Engaging in these activities and seeking professional guidance can help manage symptoms and improve the quality of life for those with HSP37.
Medication
Hereditary Spastic Paraplegia 37 (SPG37) does not have a specific cure. Treatment generally focuses on managing symptoms and improving quality of life. This can include physical therapy, occupational therapy, and the use of medications to manage spasticity, such as baclofen, tizanidine, or botulinum toxin injections. As for disease-specific medications, there are no known pharmacological treatments tailored exclusively to SPG37. Consulting with a healthcare professional is crucial for personalized management plans.
Repurposable Drugs
Hereditary spastic paraplegia 37 (HSP37) is a subtype of hereditary spastic paraplegia (HSP), typically characterized by progressive stiffness and contraction in the lower limbs. HSP37 results from mutations in the gene that encodes for protein ALDH18A1. As of now, there are no specific repurposable drugs identified for treating HSP37 directly. Management is often focused on symptomatic relief and might include muscle relaxants, physical therapy, and other supportive measures. Further research is needed to identify potential drug candidates for this condition.
Metabolites
Hereditary Spastic Paraplegia 37 (SPG37) refers to a rare genetic disorder characterized by progressive stiffness and contraction (spasticity) in the lower limbs. SPG37 is associated with mutations in the gene responsible for encoding certain proteins that impact nerve function and structure.

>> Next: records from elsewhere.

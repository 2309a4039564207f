use thiserror::Error;

/// Structural failures of the inference core.
///
/// Heuristic misses (an undetermined dialect, a value that will not parse)
/// are not errors; they degrade to sentinel dialects or wider column kinds.
#[derive(Debug, Error, PartialEq, Eq)]
pub enum InferenceError {
    #[error("cannot infer a schema from zero rows")]
    InvalidInput,
    #[error("invalid configuration: {0}")]
    InvalidConfig(String),
}

pub type InferenceResult<T> = std::result::Result<T, InferenceError>;
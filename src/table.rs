//! Plain-text rendering of an inferred schema for terminal output.

use std::borrow::Cow;
use std::fmt::Write as _;

use crate::{column::DataKind, schema::TableSchema};

const SUMMARY_HEADERS: [&str; 7] = ["#", "name", "kind", "nullable", "size", "range", "values"];

/// One line per column: kind, nullability, size bounds, integer range or
/// decimal notation, and the distinct values when there are few.
pub fn render_schema(schema: &TableSchema) -> String {
    let headers: Vec<String> = SUMMARY_HEADERS.iter().map(|h| h.to_string()).collect();
    let rows: Vec<Vec<String>> = schema
        .columns
        .iter()
        .enumerate()
        .map(|(idx, column)| {
            let stat = &column.stat;
            let range = match (stat.kind(), stat.integer_range()) {
                (DataKind::Integer, Some((min, max))) => format!("{min}..={max}"),
                (DataKind::Decimal, _) => stat.decimal_dialect().to_string(),
                _ => String::new(),
            };
            let literals = stat.common_literals();
            let values = if literals.is_overflowed() {
                "*".to_string()
            } else {
                literals.iter().collect::<Vec<_>>().join(", ")
            };
            vec![
                (idx + 1).to_string(),
                schema.original_name(&column.name).to_string(),
                stat.kind().to_string(),
                if stat.nullable() { "yes" } else { "no" }.to_string(),
                format!("{}-{}", stat.min_size(), stat.max_size()),
                range,
                values,
            ]
        })
        .collect();
    let mut output = render_table(&headers, &rows);
    let _ = writeln!(
        output,
        "header row: {}",
        if schema.has_header { "present" } else { "absent" }
    );
    output
}

pub fn render_table(headers: &[String], rows: &[Vec<String>]) -> String {
    let mut widths = headers.iter().map(|h| display_width(h).max(1)).collect::<Vec<_>>();
    for row in rows {
        for (width, cell) in widths.iter_mut().zip(row) {
            *width = (*width).max(display_width(cell));
        }
    }

    let mut output = String::new();
    let _ = writeln!(output, "{}", format_row(headers, &widths));
    let rule = widths.iter().map(|w| "-".repeat((*w).max(3))).collect::<Vec<_>>();
    let rule_widths = widths.iter().map(|w| (*w).max(3)).collect::<Vec<_>>();
    let _ = writeln!(output, "{}", format_row(&rule, &rule_widths));
    for row in rows {
        let _ = writeln!(output, "{}", format_row(row, &widths));
    }
    output
}

fn format_row(values: &[String], widths: &[usize]) -> String {
    let line = values
        .iter()
        .zip(widths)
        .map(|(value, width)| {
            let cell = sanitize_cell(value);
            let padding = width.saturating_sub(display_width(&cell));
            format!("{cell}{}", " ".repeat(padding))
        })
        .collect::<Vec<_>>()
        .join("  ");
    line.trim_end().to_string()
}

fn display_width(value: &str) -> usize {
    value.chars().count()
}

fn sanitize_cell(value: &str) -> Cow<'_, str> {
    if value.contains(['\n', '\r', '\t']) {
        Cow::Owned(value.replace(['\n', '\r', '\t'], " "))
    } else {
        Cow::Borrowed(value)
    }
}

#[cfg(test)]
mod tests {
    use super::*;
    use crate::{config::InferenceOptions, dialect::Dialect, schema::infer_schema};

    #[test]
    fn aligns_columns() {
        let headers = vec!["a".to_string(), "long header".to_string()];
        let rows = vec![vec!["wide value".to_string(), "x\ty".to_string()]];
        let rendered = render_table(&headers, &rows);
        let lines: Vec<&str> = rendered.lines().collect();
        assert_eq!(lines[0], format!("a{}long header", " ".repeat(11)));
        assert_eq!(lines[1], "----------  -----------");
        assert_eq!(lines[2], "wide value  x y");
    }

    #[test]
    fn summarizes_schema() {
        let rows = vec![
            vec!["Unit price", "qty", "flag"],
            vec!["1.5", "3", "Y"],
            vec!["2.25", "10", "N"],
        ];
        let schema = infer_schema(
            &rows,
            &Dialect::delimited(',', Some('"')),
            &InferenceOptions::default(),
        )
        .expect("infer");
        let rendered = render_schema(&schema);
        assert!(rendered.contains("Unit price"));
        assert!(rendered.contains("3..=10"));
        assert!(rendered.contains("N, Y"));
        assert!(rendered.ends_with("header row: present\n"));
    }
}
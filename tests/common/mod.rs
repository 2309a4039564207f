#![allow(dead_code)]

use std::fs;
use std::path::{Path, PathBuf};

use tempfile::{TempDir, tempdir};

/// Returns the absolute path to a fixture under `tests/data`.
pub fn fixture_path(name: &str) -> PathBuf {
    PathBuf::from(env!("CARGO_MANIFEST_DIR"))
        .join("tests")
        .join("data")
        .join(name)
}

/// Reads a fixture under `tests/data` as UTF-8 text.
pub fn fixture_text(name: &str) -> String {
    fs::read_to_string(fixture_path(name)).expect("read fixture")
}

/// Joins generated rows with `separator`, one line per row.
pub fn join_rows(rows: &[Vec<String>], separator: char) -> String {
    let mut text = String::new();
    for row in rows {
        text.push_str(&row.join(&separator.to_string()));
        text.push('\n');
    }
    text
}

/// Scratch directory that is removed when dropped.
pub struct TestWorkspace {
    temp_dir: TempDir,
}

impl TestWorkspace {
    pub fn new() -> Self {
        Self {
            temp_dir: tempdir().expect("temp dir"),
        }
    }

    pub fn path(&self) -> &Path {
        self.temp_dir.path()
    }

    /// Writes `contents` into a file under the workspace and returns the path.
    pub fn write(&self, name: &str, contents: impl AsRef<[u8]>) -> PathBuf {
        let path = self.temp_dir.path().join(name);
        fs::write(&path, contents).expect("write temp file");
        path
    }
}
fn main() {
    if let Err(err) = csv_probe::run() {
        eprintln!("error: {err:#}");
        std::process::exit(1);
    }
}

For SPG37, specific metabolic profiles are not universally characterized or acknowledged in scientific literature. However, like many neurogenetic disorders, it might theoretically involve disturbances in metabolites related to neuronal function, lipid metabolism, and energy production. Rigorous clinical evaluations and metabolomic studies are required for any conclusive metabolite data. If any particular characteristic metabolite changes become known in future research, they could potentially serve as biomarkers for diagnosis or monitoring disease progression.
Nutraceuticals
There is no specific information available on the use of nutraceuticals for Hereditary Spastic Paraplegia 37 (HSP 37) in current medical literature. Nutraceuticals are food-derived products that offer health benefits, but their efficacy and safety for HSP 37 have not been well-studied. It is best to consult with a healthcare provider for individualized advice.
Peptides
Hereditary spastic paraplegia 37 (SPG37) is a genetic disorder characterized by progressive weakness and spasticity of the lower limbs. It is caused by mutations in the gene. Peptides and nan material-based therapies are emerging experimental approaches. Peptides might be designed to target specific pathways disrupted by the mutation, while nanoscale drug delivery systems can potentially improve the specificity and efficacy of treatments. However, these approaches are still largely in the research phase for hereditary spastic paraplegia.